A Raízen, conforme explicado pelo O Brasilianista, entrou com pedido de recuperação extrajudicial em março para suprir aproximadamente R$ 65 bilhões em compromissos financeiros, em um dos maiores processos do tipo no país. Desde então, muitos cenários surgiram para a empresa.
De acordo com a Invest News, os credores da companhia apresentaram recentemente uma nova proposta de reestruturação, que conta com uma injeção de capital de cerca de R$ 8 bilhões (US$ 1,6 bilhão), mas que exige a saída de Rubens Ometto, fundador da Cosan, como presidente do conselho.
Credores da Raízen passaram a exigir até 90% da empresa em troca da conversão de cerca de 45% da dívida. A proposta supera a fatia de 70% anteriormente sugerida pela companhia e ocorre dentro do processo de reestruturação extrajudicial iniciado em março.
A negociação envolve detentores de títulos e bancos que buscam ampliar participação acionária como forma de compensar riscos financeiros.

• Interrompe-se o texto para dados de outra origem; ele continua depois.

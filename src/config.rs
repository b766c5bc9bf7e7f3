use crate::auth::OauthConfig;

/// Which intent-resolution algorithm the pipeline uses.
#[derive(Debug, Clone, Copy, PartialEq, Eq, Default)]
pub enum ResolverStrategy {
    /// Keyword/pattern matching over a fixed set of intent categories
    #[default]
    Pattern,
    /// Delegate the decision to a language model returning structured JSON
    Model,
}

impl std::str::FromStr for ResolverStrategy {
    type Err = String;

    fn from_str(s: &str) -> Result<Self, Self::Err> {
        match s.to_ascii_lowercase().as_str() {
            "pattern" => Ok(Self::Pattern),
            "model" | "llm" => Ok(Self::Model),
            other => Err(format!("unknown resolver strategy: {}", other)),
        }
    }
}

/// Deployment configuration consumed by the core pipeline.
#[derive(Debug, Clone)]
pub struct Config {
    /// Tool-serving endpoint URL
    pub mcp_endpoint: String,
    /// Optional default repository owner used when the user names none
    pub default_owner: Option<String>,
    /// Optional default repository name used when the user names none
    pub default_repo: Option<String>,
    pub strategy: ResolverStrategy,
    pub oauth: OauthConfig,
}

impl Config {
    /// Reads configuration from the environment. Missing optional values
    /// stay unset; the default repository is only honored when both owner
    /// and name are present.
    pub fn from_env() -> Self {
        let env = |key: &str| std::env::var(key).ok().filter(|v| !v.is_empty());

        Self {
            mcp_endpoint: env("HUBCHAT_MCP_ENDPOINT")
                .unwrap_or_else(|| "https://api.githubcopilot.com/mcp/".to_string()),
            default_owner: env("GITHUB_DEFAULT_OWNER"),
            default_repo: env("GITHUB_DEFAULT_REPO"),
            strategy: env("HUBCHAT_RESOLVER")
                .and_then(|v| v.parse().ok())
                .unwrap_or_default(),
            oauth: OauthConfig {
                client_id: env("GITHUB_CLIENT_ID").unwrap_or_default(),
                client_secret: env("GITHUB_CLIENT_SECRET").unwrap_or_default(),
                callback_url: env("HUBCHAT_CALLBACK_URL")
                    .unwrap_or_else(|| "http://localhost:3000/auth/github/callback".to_string()),
            },
        }
    }

    /// The configured default repository, only when both halves are set.
    pub fn default_repository(&self) -> Option<(String, String)> {
        match (&self.default_owner, &self.default_repo) {
            (Some(owner), Some(repo)) => Some((owner.clone(), repo.clone())),
            _ => None,
        }
    }
}

#[cfg(test)]
mod tests {
    use super::*;

    #[test]
    fn strategy_parses_known_names() {
        assert_eq!(
            "pattern".parse::<ResolverStrategy>().unwrap(),
            ResolverStrategy::Pattern
        );
        assert_eq!(
            "Model".parse::<ResolverStrategy>().unwrap(),
            ResolverStrategy::Model
        );
        assert!("magic".parse::<ResolverStrategy>().is_err());
    }

    #[test]
    fn default_repository_requires_both_halves() {
        let mut config = Config {
            mcp_endpoint: "https://api.example.com/mcp".to_string(),
            default_owner: Some("octocat".to_string()),
            default_repo: None,
            strategy: ResolverStrategy::Pattern,
            oauth: OauthConfig {
                client_id: String::new(),
                client_secret: String::new(),
                callback_url: String::new(),
            },
        };
        assert!(config.default_repository().is_none());

        config.default_repo = Some("hello-world".to_string());
        assert_eq!(
            config.default_repository(),
            Some(("octocat".to_string(), "hello-world".to_string()))
        );
    }
}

No entanto, a nova proposta deve enfrentar resistência. Os controladores Shell e Cosan resistiram a pedidos por mais aportes na semana passada, segundo fontes familiarizadas com o assunto.
A empresa tenta negociar um acordo mais amplo para evitar a recuperação judicial. As partes têm até 6 de junho, prazo legal, para chegar a um acordo extrajudicial com apoio suficiente.
Instituições financeiras também pressionam por condições mais favoráveis, incluindo ameaças de restringir crédito a outras empresas do grupo Cosan caso não haja avanço nas negociações. Esse movimento amplia o alcance da disputa para além da própria Raízen.
Motivos que levaram a Raízen para a recuperação extrajudicial
Conforme já exposto pelo O Brasilianista, o mercado avalia que entre os fatores que levaram a empresa à situação atual estão o aumento do endividamento e as crescentes perdas financeiras registradas. Em três trimestres, a Raízen registrou perdas de R$ 19,8 bilhões, bem como teve recuo de R$ 197,5 bilhões para R$ 174,5 bilhões em suas receitas, apontam informações do Uol.
Com a crise financeira desde de 2024, os registros apontam que a dívida líquida apresentou crescimento de 43,5%. Além disso, o endividamento líquido chegou a R$ 55,3 bilhões. No ano anterior, o valor era de R$ 38,6 bilhões, bem como passou a representar 5,3 vezes o total do lucro operacional da companhia.
Recentemente, o Relatório de Resultados da empresa sobre o 3º trimestre expôs que a companhia precisou aplicar procedimentos contábeis que resultaram em um impairment de R$ 11,1 bilhões, um ajuste contábil que reduz o valor de determinados ativos para refletir sua capacidade de recuperação, incluindo tributos diferidos e a recuperar e ágio sobre rentabilidade futura.
“Tais provisões não possuem efeito de caixa e poderão ser futuramente revertidas à medida que as circunstâncias macroeconômicas da indústria melhorem e a Companhia equacione sua estrutura de capital”, informou a Raízen.
Plano de reestruturação original
O pedido de reestruturação da Raízen, que é o maior já realizado no país, propõe a conversão de parte dos créditos sujeitos em participação acionária na companhia, a substituição de parte dos créditos sujeitos por novas dívidas e a reorganizações societárias. Uma das principais ações para alcançar a quitação das dívidas é a venda de ativos do grupo.
Segundo informações do Poder 360, acionistas avaliam a possibilidade de aportar aproximadamente R$ 4 bilhões na companhia, com o intuito de reforçar o caixa da empresa. A expectativa é que a Shell contribua com cerca de R$ 3,5 bilhões para o plano de capitalização, bem como um veículo ligado à Cosan possa aportar R$ 500 milhões para a reestruturação.
Cosan e Shell podem perder controle da Raízen?
Segundo a CNBC, as empresas Shell e Cosan podem perder participação de maior poder na Raízen caso o plano de reestruturação avance nos termos discutidos com credores.
Isso aconteceria caso parte da dívida se tornasse ações, o que diluiria a fatia dos atuais controladores.